On page 606, of Lock et al “Statistics: Unlocking the Power of Data”, the authors state in item D “The p-value from the ANOVA table is 0.000 so the model as a whole is effective at predicting grade point average.” Ah no.

```
library(data.table)
library(mvtnorm)
rho <- 0.5
n <- 10^5
Sigma <- diag(2)
Sigma[1,2] <- Sigma[2,1] <- rho
X <- rmvnorm(n, mean=c(0,0), sigma=Sigma)
colnames(X) <- c("X1", "X2")
beta <- c(0.01, -0.02)
y <- X%*%beta + rnorm(n)
fit <- lm(y ~ X)
summary(fit)
```

```
##
## Call:
## lm(formula = y ~ X)
##
## Residuals:
## Min 1Q Median 3Q Max
## -3.9651 -0.6744 0.0001 0.6698 4.3915
##
## Coefficients:
## Estimate Std.
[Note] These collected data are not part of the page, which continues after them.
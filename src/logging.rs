use tracing_subscriber::EnvFilter;

/// Install a formatted tracing subscriber filtered by `filter`
/// (e.g. "info", "neo_pokedex=debug"). Later calls are no-ops.
pub fn init(filter: &str) {
    let filter = EnvFilter::try_new(filter).unwrap_or_else(|_| EnvFilter::new("info"));

    let installed = tracing_subscriber::fmt()
        .with_env_filter(filter)
        .with_target(false)
        .try_init()
        .is_ok();

    if installed {
        tracing::debug!("logging initialized");
    }
}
Error t value Pr(>|t|)
## (Intercept) -0.006111 0.003164 -1.932 0.0534 .
## XX1 0.006337 0.003644 1.739 0.0820 .
## XX2 -0.021513 0.003658 -5.881 4.09e-09 ***
## ---
## Signif. codes: 0 '***' 0.001 '**' 0.01 '*' 0.05 '.' 0.1 ' ' 1
##
## Residual standard error: 1 on 99997 degrees of freedom
## Multiple R-squared: 0.0003649, Adjusted R-squared: 0.0003449
## F-statistic: 18.25 on 2 and 99997 DF, p-value: 1.191e-08
```

A p-value is not a measure of the predictive capacity of a model because the p-value is a function of 1) signal, 2) noise (unmodeled error), and 3) sample size while predictive capacity is a function of the signal:noise ratio. If the signal:noise ratio is tiny, the predictive capacity is small but the p-value can be tiny if the sample size is large.